During this time, Wells Fargo was gradually reduced in the Berkshire Hathaway portfolio. In addition to unfavorable short-term growth prospects, the company struggled to overcome a fake account scandal that occurred in 2016-2017.
Consumer Staples: 13.56%
Finally, consumer staples stocks (that is, companies that supply essentials like packaged food and beverages) fell to less than 14% of Berkshire Hathaway’s investable assets. This marks at least a low of at least two decades and is well below the 45.5% allocation given to consumer staples 10 years ago.
Why not love basic consumer goods? One explanation could be the relatively low interest rate environment we have been aware of for over a decade. Consumer Staples are generally mature, slow-growing companies that benefit when value stocks are in favor. However, access to cheap loans has allowed growth stocks to significantly outperform mature companies and value stocks. As a result, most stocks of basic consumer goods have been in place for years. As Apple’s value increased as a percentage of Berkshire Hathaway’s portfolio, the allocation to consumer staples declined.

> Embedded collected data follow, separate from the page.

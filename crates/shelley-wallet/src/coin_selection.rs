//! UTXO selection.
//!
//! Candidates are de-duplicated (a UTXO is consumed at most once) and put
//! in strategy order, then taken greedily until the caller's funding check
//! is satisfied. Selection never under-funds: it either returns a set that
//! passed the check or fails with [`WalletError::InsufficientFunds`].

use serde::{Deserialize, Serialize};
use shelley_core::types::Utxo;
use std::collections::HashSet;
use std::fmt;
use std::str::FromStr;
use tracing::debug;

use crate::error::WalletError;

/// How candidate UTXOs are ordered and consumed.
#[derive(Serialize, Deserialize, Clone, Copy, Debug, PartialEq, Eq, Default)]
#[serde(rename_all = "kebab-case")]
pub enum SelectionStrategy {
    /// Largest amount first, ties broken by `(tx_id, index)`. Stops as soon
    /// as the target is covered.
    #[default]
    LargestFirst,
    /// Spend every available UTXO.
    All,
}

impl fmt::Display for SelectionStrategy {
    fn fmt(&self, f: &mut fmt::Formatter<'_>) -> fmt::Result {
        match self {
            SelectionStrategy::LargestFirst => write!(f, "largest-first"),
            SelectionStrategy::All => write!(f, "all"),
        }
    }
}

impl FromStr for SelectionStrategy {
    type Err = WalletError;

    fn from_str(s: &str) -> Result<Self, Self::Err> {
        match s.to_ascii_lowercase().as_str() {
            "largest-first" | "largest_first" | "largest" => Ok(SelectionStrategy::LargestFirst),
            "all" => Ok(SelectionStrategy::All),
            other => Err(WalletError::InvalidRequest(format!(
                "unknown selection strategy: {other}"
            ))),
        }
    }
}

/// Result of coin selection.
#[derive(Debug, Clone, PartialEq, Eq)]
pub struct CoinSelection {
    /// Chosen UTXOs, in the order they will appear as inputs.
    pub selected: Vec<Utxo>,
    /// Sum of the chosen amounts.
    pub total: u64,
}

/// Greedy UTXO selector.
pub struct CoinSelector;

impl CoinSelector {
    /// De-duplicate `utxos` and sort them for `strategy`.
    pub fn candidates(utxos: &[Utxo], strategy: SelectionStrategy) -> Vec<Utxo> {
        let mut seen = HashSet::with_capacity(utxos.len());
        let mut out: Vec<Utxo> = utxos
            .iter()
            .filter(|u| seen.insert(u.input))
            .cloned()
            .collect();
        if out.len() != utxos.len() {
            debug!(
                dropped = utxos.len() - out.len(),
                "coin_selection: ignored duplicate utxos"
            );
        }
        match strategy {
            SelectionStrategy::LargestFirst => {
                out.sort_by(|a, b| b.amount.cmp(&a.amount).then(a.input.cmp(&b.input)));
            }
            SelectionStrategy::All => out.sort_by(|a, b| a.input.cmp(&b.input)),
        }
        out
    }

    /// Select inputs whose total reaches `target`.
    ///
    /// `target` must already include the fee. Fails with
    /// [`WalletError::NoUtxos`] on an empty set and
    /// [`WalletError::InsufficientFunds`] when the whole set falls short.
    pub fn select(
        utxos: &[Utxo],
        target: u64,
        strategy: SelectionStrategy,
    ) -> Result<CoinSelection, WalletError> {
        let (selection, ()) = Self::select_with(utxos, strategy, |_, total| {
            if total >= target {
                Ok(Some(()))
            } else {
                Err(WalletError::InsufficientFunds {
                    have: total,
                    need: target,
                })
            }
        })?;
        Ok(selection)
    }

    /// Select inputs until `fund` accepts the running selection.
    ///
    /// `fund` is called with the selection so far and its total. It returns
    /// `Ok(Some(_))` when the selection is sufficient and
    /// `Err(InsufficientFunds)` when more inputs are needed; any other error
    /// aborts selection. With [`SelectionStrategy::All`] it is called once,
    /// with every candidate.
    pub fn select_with<T, F>(
        utxos: &[Utxo],
        strategy: SelectionStrategy,
        mut fund: F,
    ) -> Result<(CoinSelection, T), WalletError>
    where
        F: FnMut(&[Utxo], u64) -> Result<Option<T>, WalletError>,
    {
        let candidates = Self::candidates(utxos, strategy);
        if candidates.is_empty() {
            return Err(WalletError::NoUtxos);
        }

        let mut selected = Vec::with_capacity(candidates.len());
        let mut total: u64 = 0;
        let mut shortfall = None;

        for (i, utxo) in candidates.iter().enumerate() {
            total = total
                .checked_add(utxo.amount)
                .ok_or_else(|| WalletError::InvalidAmount("utxo total overflow".into()))?;
            selected.push(utxo.clone());

            let last = i + 1 == candidates.len();
            if strategy == SelectionStrategy::All && !last {
                continue;
            }

            match fund(&selected, total) {
                Ok(Some(value)) => {
                    debug!(inputs = selected.len(), total, %strategy, "coin_selection: selected");
                    return Ok((CoinSelection { selected, total }, value));
                }
                Ok(None) => {}
                Err(WalletError::InsufficientFunds { need, .. }) => shortfall = Some(need),
                Err(e) => return Err(e),
            }
        }

        Err(WalletError::InsufficientFunds {
            have: total,
            need: shortfall.unwrap_or(total.saturating_add(1)),
        })
    }
}
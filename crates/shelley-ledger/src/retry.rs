//! Bounded retries with exponential backoff.
//!
//! A failed call is retried only when its error is
//! [`LedgerError::Unavailable`]. Whether a given HTTP failure counts as
//! unavailable depends on the call's [`Idempotency`]: a query can be repeated
//! freely, a submission only while the ledger provably never saw it.

use shelley_core::error::LedgerError;
use std::future::Future;
use std::time::Duration;
use tracing::{debug, warn};

/// Doublings stop after this many attempts.
const MAX_BACKOFF_SHIFT: u32 = 5;

/// How many times to try a call and how long to wait in between.
#[derive(Clone, Copy, Debug, PartialEq, Eq)]
pub struct RetryPolicy {
    /// Total attempts including the first one. Zero behaves as one.
    pub max_attempts: u32,
    /// Wait before the second attempt; doubled for each later attempt.
    pub base_delay: Duration,
    /// Upper bound on any single wait.
    pub max_delay: Duration,
}

impl Default for RetryPolicy {
    fn default() -> Self {
        Self {
            max_attempts: 3,
            base_delay: Duration::from_millis(100),
            max_delay: Duration::from_millis(1600),
        }
    }
}

impl RetryPolicy {
    /// A policy that makes exactly one attempt.
    pub fn no_retry() -> Self {
        Self {
            max_attempts: 1,
            ..Self::default()
        }
    }

    /// Delay after failed attempt number `attempt` (1-based).
    pub fn backoff(&self, attempt: u32) -> Duration {
        let shift = attempt.saturating_sub(1).min(MAX_BACKOFF_SHIFT);
        self.base_delay
            .saturating_mul(1u32 << shift)
            .min(self.max_delay)
    }

    /// Run `call` until it succeeds, fails terminally, or attempts run out.
    pub async fn run<T, F, Fut>(&self, op: &'static str, mut call: F) -> Result<T, LedgerError>
    where
        F: FnMut() -> Fut,
        Fut: Future<Output = Result<T, LedgerError>>,
    {
        let attempts = self.max_attempts.max(1);
        let mut attempt = 0u32;
        loop {
            attempt += 1;
            match call().await {
                Ok(value) => {
                    if attempt > 1 {
                        debug!(op, attempt, "ledger: succeeded after retry");
                    }
                    return Ok(value);
                }
                Err(e) if e.is_transient() && attempt < attempts => {
                    let delay = self.backoff(attempt);
                    warn!(
                        op,
                        attempt,
                        delay_ms = delay.as_millis() as u64,
                        error = %e,
                        "ledger: transient failure, retrying"
                    );
                    tokio::time::sleep(delay).await;
                }
                Err(e) => {
                    if e.is_transient() {
                        warn!(op, attempts, error = %e, "ledger: giving up");
                    }
                    return Err(e);
                }
            }
        }
    }
}

/// How a transport failure happened.
#[derive(Clone, Copy, Debug, PartialEq, Eq)]
pub enum TransportFailure {
    /// No connection was established; nothing was sent.
    Connect,
    /// The request was sent but no answer arrived in time.
    Timeout,
    /// Anything else, such as a reset mid-response.
    Other,
}

/// Whether repeating a call can change ledger state.
#[derive(Clone, Copy, Debug, PartialEq, Eq)]
pub enum Idempotency {
    /// Read-only; safe to repeat.
    Safe,
    /// Transaction submission; repeating after delivery risks a double send.
    Submit,
}

impl Idempotency {
    /// Map a transport failure to a ledger error.
    pub fn classify_transport(self, failure: TransportFailure, detail: String) -> LedgerError {
        match (self, failure) {
            (Idempotency::Safe, _) | (Idempotency::Submit, TransportFailure::Connect) => {
                LedgerError::Unavailable(detail)
            }
            (Idempotency::Submit, _) => LedgerError::AmbiguousSubmission(detail),
        }
    }

    /// Map a non-success HTTP status to a ledger error.
    ///
    /// 429 is always retryable: the gateway throttled the call before it
    /// reached the ledger.
    pub fn classify_status(self, status: u16, detail: String) -> LedgerError {
        let detail = format!("HTTP {status}: {detail}");
        match (self, status) {
            (_, 429) => LedgerError::Unavailable(detail),
            (Idempotency::Safe, 500..=599) => LedgerError::Unavailable(detail),
            (Idempotency::Safe, _) => LedgerError::Request(detail),
            (Idempotency::Submit, 500..=599) => LedgerError::AmbiguousSubmission(detail),
            (Idempotency::Submit, _) => LedgerError::Rejected(detail),
        }
    }
}
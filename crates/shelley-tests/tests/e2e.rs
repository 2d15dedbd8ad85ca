//! End-to-end tests for the Shelley wallet engine.
//!
//! Each test opens an engine over a temporary wallet directory with an
//! in-memory ledger, then walks a full user flow: generate or restore,
//! save, unlock, and pay.

use shelley_core::address::{Address, Network};
use shelley_core::crypto::verify_witness;
use shelley_core::error::LedgerError;
use shelley_core::types::SignedTransaction;
use shelley_tests::helpers::*;
use shelley_wallet::{
    ChangeOutcome, RecoveryPhrase, SaveRequest, SendRequest, UnlockRequest, WalletEngine, WalletError,
};
use std::collections::HashSet;
use std::sync::Arc;

fn unlock(engine: &WalletEngine, id: &str, password: &str) -> Result<RecoveryPhrase, WalletError> {
    engine.unlock_wallet(&UnlockRequest::parse(Some(id), Some(password)).unwrap())
}

fn send_request(id: &str, password: &str, amount: u64) -> SendRequest {
    let to = recipient(Network::Testnet).to_string();
    let amount = amount.to_string();
    SendRequest::parse(
        Some(id),
        Some(password),
        Some(to.as_str()),
        Some(amount.as_str()),
        Network::Testnet,
    )
    .unwrap()
}

/// Sum of the ledger amounts behind every input of `tx`.
fn input_total(ledger: &MockLedger, tx: &SignedTransaction) -> u64 {
    let utxos = ledger.utxos.lock();
    tx.body
        .inputs
        .iter()
        .map(|input| {
            utxos
                .iter()
                .find(|u| u.input == *input)
                .map(|u| u.amount)
                .unwrap()
        })
        .sum()
}

// ---------------------------------------------------------------------------
// Generate, save, unlock
// ---------------------------------------------------------------------------

#[test]
fn e2e_generate_save_unlock() {
    let dir = tempfile::tempdir().unwrap();
    let (engine, _) = engine(dir.path());

    let generated = engine.generate_wallet().unwrap();
    assert_eq!(generated.phrase.word_count(), 24);
    assert!(generated.address.to_string().starts_with("addr_test1"));

    save(&engine, "fresh", generated.phrase.as_str(), "pw1");
    let unlocked = unlock(&engine, "fresh", "pw1").unwrap();
    assert_eq!(unlocked.as_str(), generated.phrase.as_str());
    assert_eq!(
        unlock(&engine, "fresh", "pw2").unwrap_err(),
        WalletError::Authentication
    );

    let req = UnlockRequest::parse(Some("fresh"), Some("pw1")).unwrap();
    assert_eq!(engine.wallet_address(&req).unwrap(), generated.address);
}

#[test]
fn e2e_reference_phrase_addresses() {
    let phrase = RecoveryPhrase::parse(PHRASE).unwrap();

    let dir = tempfile::tempdir().unwrap();
    let (testnet, _) = engine(dir.path());
    assert_eq!(testnet.restore(&phrase).unwrap().address().to_string(), TESTNET_ADDR);

    let mut config = testnet.config().clone();
    config.network = Network::Mainnet;
    let ledger = MockLedger::new();
    let mainnet = WalletEngine::new(config, ledger.clone(), ledger).unwrap();
    assert_eq!(mainnet.restore(&phrase).unwrap().address().to_string(), MAINNET_ADDR);
}

#[test]
fn e2e_record_never_holds_plaintext() {
    let dir = tempfile::tempdir().unwrap();
    let (engine, _) = engine(dir.path());
    save(&engine, "w", PHRASE, "correct horse");

    let raw = std::fs::read_to_string(dir.path().join("w.json")).unwrap();
    for word in PHRASE.split(' ') {
        assert!(!raw.contains(word), "record leaks {word}");
    }
    assert!(!raw.contains("correct horse"));

    let json: serde_json::Value = serde_json::from_str(&raw).unwrap();
    assert!(json["encrypted"].is_string());
    assert!(json["created_at"].is_string());
}

#[test]
fn e2e_tampered_record_fails_like_wrong_password() {
    let dir = tempfile::tempdir().unwrap();
    let (engine, _) = engine(dir.path());
    save(&engine, "w", PHRASE, "pw1");

    let path = dir.path().join("w.json");
    let mut json: serde_json::Value =
        serde_json::from_str(&std::fs::read_to_string(&path).unwrap()).unwrap();
    let mut bytes = hex::decode(json["encrypted"].as_str().unwrap()).unwrap();
    let last = bytes.len() - 1;
    bytes[last] ^= 0x01;
    json["encrypted"] = serde_json::Value::String(hex::encode(bytes));
    std::fs::write(&path, serde_json::to_vec(&json).unwrap()).unwrap();

    let tampered = unlock(&engine, "w", "pw1").unwrap_err();
    let wrong = unlock(&engine, "w", "pw2").unwrap_err();
    assert_eq!(tampered, WalletError::Authentication);
    assert_eq!(tampered.to_string(), wrong.to_string());
}

#[test]
fn e2e_concurrent_saves_keep_one_record() {
    let dir = tempfile::tempdir().unwrap();
    let (engine, _) = engine(dir.path());
    let engine = Arc::new(engine);

    let handles: Vec<_> = (0..6)
        .map(|i| {
            let engine = Arc::clone(&engine);
            std::thread::spawn(move || {
                let password = format!("pw{i}");
                let req =
                    SaveRequest::parse(Some("shared"), Some(PHRASE), Some(password.as_str())).unwrap();
                engine.save_wallet(&req).is_ok()
            })
        })
        .collect();
    let winners: Vec<usize> = handles
        .into_iter()
        .enumerate()
        .filter_map(|(i, h)| h.join().unwrap().then_some(i))
        .collect();
    assert_eq!(winners.len(), 1);

    let password = format!("pw{}", winners[0]);
    assert_eq!(unlock(&engine, "shared", &password).unwrap().as_str(), PHRASE);
}

// ---------------------------------------------------------------------------
// Paying
// ---------------------------------------------------------------------------

#[tokio::test]
async fn e2e_build_and_send() {
    let dir = tempfile::tempdir().unwrap();
    let (engine, ledger) = engine(dir.path());
    save(&engine, "w", PHRASE, "pw1");
    let from: Address = TESTNET_ADDR.parse().unwrap();
    ledger.fund(&from, &[1_000_000, 3_000_000, 1_000_000]);

    let receipt = engine
        .build_and_send(&send_request("w", "pw1", 2_000_000))
        .await
        .unwrap();
    assert_eq!(ledger.submissions(), 1);

    // What the ledger saw is what the engine signed.
    let submitted = ledger.last_submitted().unwrap();
    assert_eq!(submitted, receipt.signed);
    let body_id = submitted.body.id().unwrap();
    assert_eq!(receipt.tx_id, body_id);

    // Every witness signs exactly the body hash and belongs to an input.
    let payment = from.payment_key_hash().unwrap();
    assert_eq!(submitted.witnesses.len(), 1);
    for witness in &submitted.witnesses {
        assert_eq!(verify_witness(&body_id, witness).unwrap(), payment);
    }

    // Value is conserved and the fee covers the final size.
    let body = &submitted.body;
    let total_in = input_total(&ledger, &submitted);
    assert_eq!(total_in, body.total_output().unwrap() + body.fee);
    assert_eq!(receipt.fee, body.fee);
    let params = *ledger.params.lock();
    assert!(body.fee >= params.min_fee(submitted.size().unwrap()).unwrap());

    // Recipient first, change back to the sender.
    assert_eq!(body.outputs[0].address, recipient(Network::Testnet));
    assert_eq!(body.outputs[0].amount, 2_000_000);
    assert_eq!(body.outputs[1].address, from);
    assert_eq!(receipt.change, ChangeOutcome::Output(body.outputs[1].amount));
    assert!(body.outputs[1].amount >= params.min_utxo_value);

    let distinct: HashSet<_> = body.inputs.iter().collect();
    assert_eq!(distinct.len(), body.inputs.len());
}

#[tokio::test]
async fn e2e_insufficient_funds_submits_nothing() {
    let dir = tempfile::tempdir().unwrap();
    let (engine, ledger) = engine(dir.path());
    save(&engine, "w", PHRASE, "pw1");
    let from: Address = TESTNET_ADDR.parse().unwrap();
    ledger.fund(&from, &[1_500_000]);

    let err = engine
        .build_and_send(&send_request("w", "pw1", 2_000_000))
        .await
        .unwrap_err();
    match err {
        WalletError::InsufficientFunds { have, need } => {
            assert_eq!(have, 1_500_000);
            assert!(need > have);
        }
        other => panic!("expected InsufficientFunds, got {other:?}"),
    }
    assert_eq!(ledger.submissions(), 0);
}

#[tokio::test]
async fn e2e_wrong_password_never_reaches_ledger() {
    let dir = tempfile::tempdir().unwrap();
    let (engine, ledger) = engine(dir.path());
    save(&engine, "w", PHRASE, "pw1");
    ledger.fund(&TESTNET_ADDR.parse().unwrap(), &[10_000_000]);

    let err = engine
        .build_and_send(&send_request("w", "nope", 2_000_000))
        .await
        .unwrap_err();
    assert_eq!(err, WalletError::Authentication);
    assert_eq!(ledger.submissions(), 0);
}

#[tokio::test]
async fn e2e_ambiguous_submission_is_not_retried() {
    let dir = tempfile::tempdir().unwrap();
    let (engine, ledger) = engine(dir.path());
    save(&engine, "w", PHRASE, "pw1");
    ledger.fund(&TESTNET_ADDR.parse().unwrap(), &[10_000_000]);
    ledger.set_mode(SubmitMode::Ambiguous);

    let err = engine
        .build_and_send(&send_request("w", "pw1", 2_000_000))
        .await
        .unwrap_err();
    assert!(matches!(
        err,
        WalletError::Ledger(LedgerError::AmbiguousSubmission(_))
    ));
    assert_eq!(ledger.submissions(), 1);
}

#[tokio::test]
async fn e2e_rejection_surfaces_reason() {
    let dir = tempfile::tempdir().unwrap();
    let (engine, ledger) = engine(dir.path());
    save(&engine, "w", PHRASE, "pw1");
    ledger.fund(&TESTNET_ADDR.parse().unwrap(), &[10_000_000]);
    ledger.set_mode(SubmitMode::Reject("BadInputsUTxO".into()));

    let err = engine
        .build_and_send(&send_request("w", "pw1", 2_000_000))
        .await
        .unwrap_err();
    assert_eq!(
        err,
        WalletError::Ledger(LedgerError::Rejected("BadInputsUTxO".into()))
    );
}

#[tokio::test]
async fn e2e_mismatched_ledger_id_is_ambiguous() {
    let dir = tempfile::tempdir().unwrap();
    let (engine, ledger) = engine(dir.path());
    save(&engine, "w", PHRASE, "pw1");
    ledger.fund(&TESTNET_ADDR.parse().unwrap(), &[10_000_000]);
    ledger.set_mode(SubmitMode::WrongId);

    let err = engine
        .build_and_send(&send_request("w", "pw1", 2_000_000))
        .await
        .unwrap_err();
    assert!(matches!(
        err,
        WalletError::Ledger(LedgerError::AmbiguousSubmission(_))
    ));
    // The ledger did take something; it must not be sent again.
    assert_eq!(ledger.submissions(), 1);
}

#[tokio::test]
async fn e2e_foreign_utxos_are_ignored() {
    let dir = tempfile::tempdir().unwrap();
    let (engine, ledger) = engine(dir.path());
    save(&engine, "w", PHRASE, "pw1");
    let from: Address = TESTNET_ADDR.parse().unwrap();
    ledger.fund(&from, &[4_000_000]);
    ledger.fund(&recipient(Network::Testnet), &[50_000_000]);

    let receipt = engine
        .build_and_send(&send_request("w", "pw1", 2_000_000))
        .await
        .unwrap();
    let own: Vec<_> = ledger
        .utxos
        .lock()
        .iter()
        .filter(|u| u.address == from)
        .map(|u| u.input)
        .collect();
    assert!(receipt.signed.body.inputs.iter().all(|i| own.contains(i)));
}

#[tokio::test]
async fn e2e_balance_checks_network() {
    let dir = tempfile::tempdir().unwrap();
    let (engine, ledger) = engine(dir.path());
    let from: Address = TESTNET_ADDR.parse().unwrap();
    ledger.fund(&from, &[1_000_000, 2_500_000]);

    assert_eq!(engine.balance(&from).await.unwrap(), 3_500_000);
    let mainnet: Address = MAINNET_ADDR.parse().unwrap();
    assert!(matches!(
        engine.balance(&mainnet).await,
        Err(WalletError::Address(_))
    ));
}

Another consideration is that Buffett is still feeling the sting of one of his worst investments in decades: Kraft Heinz (NASDAQ: KHC). While the 2019 Coronavirus Disease (COVID-19) pandemic has rekindled interest in some of Kraft Heinz’s packaged foods, that doesn’t deny the company has taken over $ 15 billion in goodwill. in February 2019 on its Kraft and Oscar Mayer brands, or that it was financially constrained by nearly $ 29 billion in total debt.
Kraft Heinz was seen as a business model that couldn’t be disrupted, but that didn’t turn out to be the case. As a result, Buffett’s appetite for consumer staples appears to have waned.